There isn’t actually a fixed global list of hook types in app.yml.
Hooks are provided dynamically by Pups, and you can only attach to the ones that exist inside the templates you include.
How it works
When you see something like:
hooks:
after_code:
- exec:
cd: $home/plugins
cmd:
- git clone https://github.com/discourse/docker_manager.git
that works because the templates contain a step like:
- hook: code
run:
- exec: ...
Pups lets you attach commands before or after any of those defined hook points.
So if a template defines hook: code, you can use before_code: or after_code:.
If it defines hook: assets_precompile, you can use before_assets_precompile: or after_assets_precompile: — and so on.

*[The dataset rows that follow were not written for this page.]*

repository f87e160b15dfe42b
pub mod application;
pub mod domain;
pub mod infrastructure;
pub mod presentation;
use async_trait::async_trait;

use crate::domain::{ConvertedAudio, Transcript};

#[async_trait]
pub trait TranscriptionEngine: Send + Sync {
    async fn transcribe(&self, audio: &ConvertedAudio) -> Result<Transcript, TranscriptionError>;
}

#[derive(Debug, thiserror::Error)]
pub enum TranscriptionError {
    #[error("audio download failed: {0}")]
    DownloadFailed(String),
    #[error("transcription failed: {0}")]
    TranscriptionFailed(String),
}
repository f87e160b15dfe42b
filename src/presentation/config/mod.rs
mod environment;
mod settings;

pub use environment::Environment;
pub use settings::{
    ConversionSettings, ResolverSettings, ServerSettings, Settings, TranscriptionSettings,
};
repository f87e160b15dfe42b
/// Downloadable result of a completed conversion job.
#[derive(Debug, Clone, PartialEq, Eq)]
pub struct ConvertedAudio {
    pub audio_url: String,
}

impl ConvertedAudio {
    pub fn new(audio_url: impl Into<String>) -> Self {
        Self {
            audio_url: audio_url.into(),
        }
    }
}
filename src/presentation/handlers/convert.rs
use axum::Json;
use axum::extract::State;
use axum::extract::rejection::JsonRejection;
use axum::http::StatusCode;
use axum::response::IntoResponse;
use serde::Deserialize;

use super::api_response::{ApiError, ApiResponse};
use crate::application::services::PipelineError;
use crate::presentation::state::AppState;

#[derive(Debug, Deserialize)]
pub struct ConvertRequest {
    pub douyin_url: Option<String>,
}

#[tracing::instrument(skip(state, payload))]
pub async fn convert_handler(
    State(state): State<AppState>,
    payload: Result<Json<ConvertRequest>, JsonRejection>,
) -> impl IntoResponse {
    let raw_link = match &payload {
        Ok(Json(request)) => request.douyin_url.as_deref(),
        Err(rejection) => {
            tracing::debug!(error = %rejection, "Convert request body rejected");
            None
        }
    };

    match state.pipeline.run(raw_link).await {
        Ok(outcome) => (StatusCode::OK, Json(ApiResponse::success(outcome))).into_response(),
        Err(e) => {
            match &e {
                PipelineError::InvalidInput(_) => {
                    tracing::warn!(error = %e, "Convert request rejected")
                }
                PipelineError::Resolution(_) => {
                    tracing::warn!(error = %e, "Source link could not be resolved")
                }
                _ => tracing::error!(error = %e, "Conversion pipeline failed"),
            }
            ApiError::from(&e).into_response()
        }
    }
}
use axum::Json;
use axum::http::StatusCode;
use axum::response::IntoResponse;
use serde::Serialize;

#[derive(Serialize)]
pub struct HealthResponse {
    pub status: &'static str,
    pub message: &'static str,
}

pub async fn health_handler() -> impl IntoResponse {
    (
        StatusCode::OK,
        Json(HealthResponse {
            status: "healthy",
            message: "抖音视频转文字API正在运行",
        }),
    )
}
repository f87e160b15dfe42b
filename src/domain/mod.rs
mod conversion_job;
mod converted_audio;
mod job_status;
mod resolved_media;
mod source_link;
mod transcript;

pub use conversion_job::{ConversionJob, JobId};
pub use converted_audio::ConvertedAudio;
pub use job_status::ConversionJobStatus;
pub use resolved_media::ResolvedMedia;
pub use source_link::{InvalidInput, SourceLink};
pub use transcript::Transcript;
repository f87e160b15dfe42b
use std::io;
use std::path::Path;

use tempfile::NamedTempFile;

/// Downloaded audio parked on disk for the duration of one transcription.
///
/// The file is deleted when this value is dropped, including during unwinding.
pub struct StagedAudio {
    file: NamedTempFile,
}

impl StagedAudio {
    pub async fn stage(dir: Option<&Path>, bytes: &[u8]) -> io::Result<Self> {
        let mut builder = tempfile::Builder::new();
        builder.prefix("audio-").suffix(".mp3");
        let file = match dir {
            Some(dir) => builder.tempfile_in(dir)?,
            None => builder.tempfile()?,
        };

        tokio::fs::write(file.path(), bytes).await?;

        Ok(Self { file })
    }

    pub fn path(&self) -> &Path {
        self.file.path()
    }

    /// Deletes the file now, surfacing any error instead of ignoring it on drop.
    pub fn remove(self) -> io::Result<()> {
        self.file.close()
    }
}
/// Direct, time-limited URL to the source video.
#[derive(Debug, Clone, PartialEq, Eq)]
pub struct ResolvedMedia {
    pub media_url: String,
}

impl ResolvedMedia {
    pub fn new(media_url: impl Into<String>) -> Self {
        Self {
            media_url: media_url.into(),
        }
    }
}
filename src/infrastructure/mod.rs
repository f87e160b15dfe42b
pub mod audio;
pub mod conversion;
pub mod observability;
pub mod resolver;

If there’s no hook: restart (for example), then after_restart: simply won’t fire.
Hooks known to exist in the stock templates
From the default templates/*.yml shipped with Discourse Docker:
| Hook name |
Common usage |
Works with |
code |
Main setup stage for plugin clones, custom file edits, etc. |
before_code: / after_code: |
assets_precompile |
After Rails assets are compiled (e.g., upload to S3, clean up) |
after_assets_precompile: |
web |
For last-minute tweaks before the web process boots |
before_web: |
You’ll often see after_code: and before_code: used in plugin-install examples — these are the only ones needed in most setups.
Hooks that don’t exist by default
Names like after_restart or after_post_boot don’t correspond to any hook: inside the standard templates, so Pups doesn’t know where to attach them.
They won’t trigger unless you add a matching hook: restart step in a custom template.
How to find all hooks available on your system
From your /var/discourse folder, run:
grep -R "hook:" -n templates/ samples/
That’ll list every hook name supported by the templates you currently include.
Anything you find there can be used as before_<name>: or after_<name>: inside your hooks: block.
Reference
This behaviour is explained briefly in the Pups README (the config-management tool used by Discourse’s Docker setup):
“Hooks are points in templates that allow commands to be injected before or after a step labelled with hook:.”
In practice
- Use
after_code: for most custom shell commands (like plugin installs).
- For things that should happen at container boot or restart, use a small startup script or
supervisord task instead of inventing new hook names.
- To add your own hook type, make a new template with a custom
hook: something entry, then target it from app.yml.
TL;DR:
Only the hook names that actually appear as hook: entries in your templates exist.
In stock Discourse Docker, that’s basically code, assets_precompile, and web.